Llevo fuera de casa desde el 2017.
Eso son ocho años teniendo que hacer las cosas por mí mismo.
Ya sabes, cosas que la gente que aún vive en casa de sus padres (y que una parte de mí envidia profundamente) no conocen.
Cosas como limpiar, cocinar, planchar, comprar, echar cuatro dioses cuando llega la factura de la luz, cuando suben la del gas, cuando al casero le da por sumarte 100 euritos de nah…
Pero eh, de todas ellas, hay una que sobresale.
Una que es un verdadero dolor de huevos.
¿Sabes cuál?
El cocinar. Odio cocinar.
Por eso he intentado de todo, literalmente hablando.

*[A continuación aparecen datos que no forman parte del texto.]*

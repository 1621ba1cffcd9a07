//! # Inbound Ports (Driving Ports)
//!
//! Operations the KV index store exposes to collaborators.

use crate::domain::{CheckReport, Hash, KvIndexStats, KvRecord};

/// Primary API of the KV index store.
///
/// Every method takes the store lock for its whole duration; no two calls
/// ever observe each other half-done.
pub trait KvIndexApi: Send + Sync {
    /// Check whether a record with this identity is stored.
    fn exists(&self, hash_unique: &Hash) -> bool;

    /// Insert a fully-formed candidate record.
    ///
    /// Returns `false`, without mutating anything, when a record with the
    /// same identity is already stored.
    fn add(&self, record: KvRecord) -> bool;

    /// Look up a record by identity.
    fn get(&self, hash_unique: &Hash) -> Option<KvRecord>;

    /// Identities sharing `H(key)`, in insertion order.
    fn find_all_by_key_hash(&self, hash: &Hash) -> Vec<Hash>;

    /// Identities sharing `H(key ‖ destination)`, in insertion order.
    fn find_all_by_key_dest_hash(&self, hash: &Hash) -> Vec<Hash>;

    /// Identities sharing `H(key ‖ destination ‖ source)`, in insertion order.
    fn find_all_by_key_dest_src_hash(&self, hash: &Hash) -> Vec<Hash>;

    /// Number of stored records.
    fn size(&self) -> usize;

    /// Drop records whose derived hashes no longer match their fields.
    fn check(&self) -> CheckReport;

    /// Remove every record and index entry.
    fn clear(&self);

    /// Sizes of the primary map and the three secondary indices.
    fn stats(&self) -> KvIndexStats;
}
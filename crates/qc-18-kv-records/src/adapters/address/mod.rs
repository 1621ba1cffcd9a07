//! Address Adapters
//!
//! Implementations of the `AddressDecoder` port.

mod base58;

pub use base58::Base58AddressDecoder;
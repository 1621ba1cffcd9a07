//! Validate-then-overwrite dump cycle.

use super::KvIndexStore;
use crate::adapters::storage::KvDatabase;
use crate::domain::{DumpError, KvDbReadError};
use std::time::{Duration, Instant};
use tracing::{debug, error, info, warn};

/// State of the on-disk file before a dump overwrote it.
#[derive(Debug, Clone, Copy, PartialEq, Eq)]
pub enum PreviousFile {
    /// No file (or unopenable); created fresh.
    Missing,
    /// A well-formed database for this network.
    WellFormed,
    /// Headers were valid but the payload was not; recreated.
    Recreated,
}

/// Result of a successful dump.
#[derive(Debug, Clone, Copy)]
pub struct DumpOutcome {
    pub previous: PreviousFile,
    pub records: usize,
    pub elapsed: Duration,
}

/// Persist `store`, but only over a file this node recognises as its own.
///
/// The existing file is first read as a dry run into a throwaway store. A
/// missing file or one with a malformed payload is (re)created; any other
/// read failure means the file is foreign or corrupted and is left alone.
pub fn dump_kv_database(db: &KvDatabase, store: &KvIndexStore) -> Result<DumpOutcome, DumpError> {
    let start = Instant::now();

    debug!("[qc-18] Verifying {} format", db.path().display());
    let scratch = KvIndexStore::new();
    let previous = match db.read(&scratch, true) {
        Ok(()) => PreviousFile::WellFormed,
        Err(err @ KvDbReadError::FileError { .. }) => {
            info!("[qc-18] Missing KV data file, will try to recreate: {}", err);
            PreviousFile::Missing
        }
        Err(err @ KvDbReadError::IncorrectFormat { .. }) => {
            warn!(
                "[qc-18] Magic is ok but data has invalid format, will try to recreate: {}",
                err
            );
            PreviousFile::Recreated
        }
        Err(err) => {
            error!(
                "[qc-18] File format is unknown or invalid, please fix it manually: {}",
                err
            );
            return Err(DumpError::UnrecognizedFile(err));
        }
    };

    let written = db.write(store)?;

    let outcome = DumpOutcome {
        previous,
        records: written.records,
        elapsed: start.elapsed(),
    };
    info!(
        "[qc-18] KV data dump finished: {} records, {}ms",
        outcome.records,
        outcome.elapsed.as_millis()
    );
    Ok(outcome)
}
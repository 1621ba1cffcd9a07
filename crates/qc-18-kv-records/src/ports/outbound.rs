//! # Outbound Ports (Driven Ports)
//!
//! Dependencies the host node supplies.

use crate::domain::{AddressError, KeyId};

/// Turns a human-readable address into the key identity it pays to.
///
/// Used only while building the scan target set at startup.
pub trait AddressDecoder: Send + Sync {
    fn decode(&self, address: &str) -> Result<KeyId, AddressError>;
}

He cocinado la comida de la semana entera en un solo día, dividiéndola en tuppers como si fuera un culturista, para que luego solo tuviera que calentarla en el micro.
También he probado a cocinar de más cuando toque, y congelarlo para esos días donde andas con más prisa.
Incluso mi pareja me engañó para cocinar en el momento, justo antes de cada comida.
Porque…
Porque lo recién cocinado sabe mejor, ¿no?
¡¡¡Y una mierda!!!
Lo que sabe mejor es lo que sale gratis o lo que te dan hecho.
Eso si que sabe bien.
Sobre todo si eres un manazas como yo, cuyo plato estrella es yogurt con anacardos y unos toques de canela.
No canela, no. Unos toques.
Echo la canela como el tipo ese que echa la sal dejándola caer por su codo.
Muchas veces he pensado que la solución pasa por pedir comida a domicilio, pero no de cualquiera, sino de esa saludable.
También tienes que calentarla pero oh, bendito problema.
No lo hago todavía porque en casa me siguen comiendo el tarro con que eso es innecesario.
Pero es cuestión de tiempo que consiga convencerla.
Hasta entonces, tendré con soñar con ello.
Con lo agradable, cómodo y prestoso que sería pedir algo y que te lo trajeran prácticamente hecho.